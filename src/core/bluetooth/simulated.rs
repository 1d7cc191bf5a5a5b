//! Simulated BLE peripheral
//! Exposes a [`SimulatedDevice`] through the Nordic UART service so the
//! wireless transport can run without a radio.

use std::sync::Arc;
use std::sync::atomic::{AtomicU32, Ordering};

use async_trait::async_trait;
use futures_util::StreamExt;
use log::{info, warn};
use tokio::sync::{Mutex, broadcast, mpsc, watch};
use tokio_util::sync::CancellationToken;
use uuid::Uuid;

use crate::core::bluetooth::backend::{GattBackend, GattSession, NotificationStream};
use crate::core::bluetooth::constants::{
    UUID_DEVICE_INFORMATION_SERVICE, UUID_DEVICE_NAME, UUID_GENERIC_ACCESS_SERVICE,
    UUID_MANUFACTURER_NAME, UUID_MODEL_NUMBER, UUID_UART_RX_CHAR, UUID_UART_SERVICE,
    UUID_UART_TX_CHAR,
};
use crate::core::bluetooth::types::{EndpointFlags, WirelessDevice};
use crate::core::error::{BridgeError, Result};
use crate::core::protocol::{LineBuffer, Response, frame_line};
use crate::core::simulation::SimulatedDevice;

/// Id the simulated peripheral advertises under
pub const SIMULATED_DEVICE_ID: &str = "sim-ble-24:6F:28:00:00:01";
pub const SIMULATED_DEVICE_NAME: &str = "ESP32 GPIO Bridge";

const NOTIFY_CAPACITY: usize = 64;

pub struct SimulatedGattBackend {
    device: Arc<Mutex<SimulatedDevice>>,
    advertised: WirelessDevice,
    available: bool,
    uart: bool,
    fail_connects: AtomicU32,
    sessions: std::sync::Mutex<Vec<Arc<SimulatedGattSession>>>,
}

impl SimulatedGattBackend {
    pub fn new(device: Arc<Mutex<SimulatedDevice>>) -> Self {
        Self {
            device,
            advertised: WirelessDevice::new(SIMULATED_DEVICE_ID, SIMULATED_DEVICE_NAME, Some(-52))
                .with_services(vec![UUID_UART_SERVICE]),
            available: true,
            uart: true,
            fail_connects: AtomicU32::new(0),
            sessions: std::sync::Mutex::new(Vec::new()),
        }
    }

    /// A host without a usable Bluetooth adapter
    pub fn unavailable() -> Self {
        Self {
            available: false,
            ..Self::new(SimulatedDevice::default().shared())
        }
    }

    /// Peripheral that only exposes read-only information services
    pub fn without_uart(mut self) -> Self {
        self.uart = false;
        self.advertised.services.clear();
        self
    }

    pub fn device(&self) -> Arc<Mutex<SimulatedDevice>> {
        self.device.clone()
    }

    /// The next `count` connection attempts fail.
    pub fn fail_next_connects(&self, count: u32) {
        self.fail_connects.store(count, Ordering::SeqCst);
    }

    /// Drops every open session from the peripheral side.
    pub fn drop_connection(&self) {
        let sessions = std::mem::take(&mut *self.sessions.lock().unwrap_or_else(|e| e.into_inner()));
        info!("Simulated peripheral dropping {} session(s)", sessions.len());
        for session in sessions {
            session.shutdown();
        }
    }
}

#[async_trait]
impl GattBackend for SimulatedGattBackend {
    async fn scan(&self, _services: &[Uuid]) -> Result<mpsc::Receiver<WirelessDevice>> {
        if !self.available {
            return Err(BridgeError::UnsupportedCapability(
                "no Bluetooth adapter found".to_string(),
            ));
        }
        let (tx, rx) = mpsc::channel(1);
        if tx.try_send(self.advertised.clone()).is_err() {
            warn!("Simulated scan channel closed early");
        }
        // Keep advertising until the scanner stops listening
        tokio::spawn(async move { tx.closed().await });
        Ok(rx)
    }

    async fn connect(&self, device_id: &str) -> Result<Arc<dyn GattSession>> {
        if !self.available {
            return Err(BridgeError::UnsupportedCapability(
                "no Bluetooth adapter found".to_string(),
            ));
        }
        if device_id != self.advertised.id {
            return Err(BridgeError::ConnectionError(format!(
                "Device not found with ID: {}",
                device_id
            )));
        }
        let failing = self
            .fail_connects
            .fetch_update(Ordering::SeqCst, Ordering::SeqCst, |n| n.checked_sub(1))
            .is_ok();
        if failing {
            return Err(BridgeError::ConnectionError(
                "connection attempt timed out".to_string(),
            ));
        }

        let session = SimulatedGattSession::start(
            self.device.clone(),
            self.advertised.clone(),
            self.uart,
        )
        .await;
        self.sessions
            .lock()
            .unwrap_or_else(|e| e.into_inner())
            .push(session.clone());
        Ok(session)
    }
}

struct SimulatedGattSession {
    info: WirelessDevice,
    device: Arc<Mutex<SimulatedDevice>>,
    uart: bool,
    rx_lines: Mutex<LineBuffer>,
    tx: std::sync::Mutex<Option<broadcast::Sender<Vec<u8>>>>,
    connected: watch::Sender<bool>,
    cancel: CancellationToken,
}

impl SimulatedGattSession {
    async fn start(
        device: Arc<Mutex<SimulatedDevice>>,
        info: WirelessDevice,
        uart: bool,
    ) -> Arc<Self> {
        let (tx, _) = broadcast::channel(NOTIFY_CAPACITY);
        let (connected, _) = watch::channel(true);
        let session = Arc::new(Self {
            info,
            device: device.clone(),
            uart,
            rx_lines: Mutex::new(LineBuffer::new()),
            tx: std::sync::Mutex::new(Some(tx.clone())),
            connected,
            cancel: CancellationToken::new(),
        });

        let mut unsolicited = device.lock().await.subscribe_unsolicited();
        let cancel = session.cancel.clone();
        tokio::spawn(async move {
            loop {
                tokio::select! {
                    _ = cancel.cancelled() => break,
                    frame = unsolicited.recv() => match frame {
                        Ok(frame) => {
                            let _ = tx.send(Self::encode(&frame));
                        }
                        Err(broadcast::error::RecvError::Lagged(_)) => continue,
                        Err(broadcast::error::RecvError::Closed) => break,
                    },
                }
            }
        });
        session
    }

    fn encode(frame: &Response) -> Vec<u8> {
        frame_line(&frame.to_string()).into_bytes()
    }

    fn notify(&self, frame: &Response) {
        if let Some(tx) = self.tx.lock().unwrap_or_else(|e| e.into_inner()).as_ref() {
            let _ = tx.send(Self::encode(frame));
        }
    }

    fn shutdown(&self) {
        self.connected.send_replace(false);
        self.cancel.cancel();
        self.tx.lock().unwrap_or_else(|e| e.into_inner()).take();
    }

    fn ensure_connected(&self) -> Result<()> {
        if *self.connected.borrow() {
            Ok(())
        } else {
            Err(BridgeError::NotConnected)
        }
    }
}

#[async_trait]
impl GattSession for SimulatedGattSession {
    fn device(&self) -> WirelessDevice {
        self.info.clone()
    }

    async fn is_connected(&self) -> bool {
        *self.connected.borrow()
    }

    async fn services(&self) -> Result<Vec<Uuid>> {
        self.ensure_connected()?;
        let mut services = vec![UUID_GENERIC_ACCESS_SERVICE, UUID_DEVICE_INFORMATION_SERVICE];
        if self.uart {
            services.push(UUID_UART_SERVICE);
        }
        Ok(services)
    }

    async fn characteristics(&self, service: Uuid) -> Result<Vec<(Uuid, EndpointFlags)>> {
        self.ensure_connected()?;
        match service {
            UUID_GENERIC_ACCESS_SERVICE => Ok(vec![(UUID_DEVICE_NAME, EndpointFlags::READ)]),
            UUID_DEVICE_INFORMATION_SERVICE => Ok(vec![
                (UUID_MANUFACTURER_NAME, EndpointFlags::READ),
                (UUID_MODEL_NUMBER, EndpointFlags::READ),
            ]),
            UUID_UART_SERVICE if self.uart => Ok(vec![
                (UUID_UART_RX_CHAR, EndpointFlags::WRITE),
                (UUID_UART_TX_CHAR, EndpointFlags::NOTIFY),
            ]),
            other => Err(BridgeError::ConnectionError(format!(
                "service {} not present",
                other
            ))),
        }
    }

    async fn read(&self, characteristic: Uuid) -> Result<Vec<u8>> {
        self.ensure_connected()?;
        match characteristic {
            UUID_DEVICE_NAME => Ok(self.info.name.clone().into_bytes()),
            UUID_MANUFACTURER_NAME => Ok(b"Espressif".to_vec()),
            UUID_MODEL_NUMBER => Ok(b"ESP32-DevKitC".to_vec()),
            other => Err(BridgeError::ReadError(format!(
                "characteristic {} is not readable",
                other
            ))),
        }
    }

    async fn write(&self, characteristic: Uuid, payload: &[u8]) -> Result<()> {
        if !*self.connected.borrow() {
            return Err(BridgeError::WriteError("device disconnected".to_string()));
        }
        if !self.uart || characteristic != UUID_UART_RX_CHAR {
            return Err(BridgeError::WriteError(format!(
                "characteristic {} is not writable",
                characteristic
            )));
        }

        let mut lines = self.rx_lines.lock().await;
        for line in lines.push(payload) {
            let frames = self.device.lock().await.handle_line(&line);
            for frame in &frames {
                self.notify(frame);
            }
        }
        Ok(())
    }

    async fn notifications(&self, characteristic: Uuid) -> Result<NotificationStream> {
        if !self.uart || characteristic != UUID_UART_TX_CHAR {
            return Err(BridgeError::ReadError(format!(
                "characteristic {} does not notify",
                characteristic
            )));
        }
        let rx = match self.tx.lock().unwrap_or_else(|e| e.into_inner()).as_ref() {
            Some(tx) => tx.subscribe(),
            None => return Err(BridgeError::NotConnected),
        };

        Ok(futures_util::stream::unfold(rx, |mut rx| async move {
            loop {
                match rx.recv().await {
                    Ok(value) => return Some((Ok(value), rx)),
                    Err(broadcast::error::RecvError::Lagged(skipped)) => {
                        warn!("Notification subscriber lagged, {} values lost", skipped);
                    }
                    Err(broadcast::error::RecvError::Closed) => return None,
                }
            }
        })
        .boxed())
    }

    async fn wait_disconnected(&self) {
        let mut connected = self.connected.subscribe();
        let _ = connected.wait_for(|up| !*up).await;
    }

    async fn disconnect(&self) -> Result<()> {
        self.shutdown();
        Ok(())
    }
}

*Aim of the exercise*: Could you copy every line in the records that holds "break"?

*Answer box*:
                    _ = cancel.cancelled() => break,
                        Err(broadcast::error::RecvError::Closed) => break,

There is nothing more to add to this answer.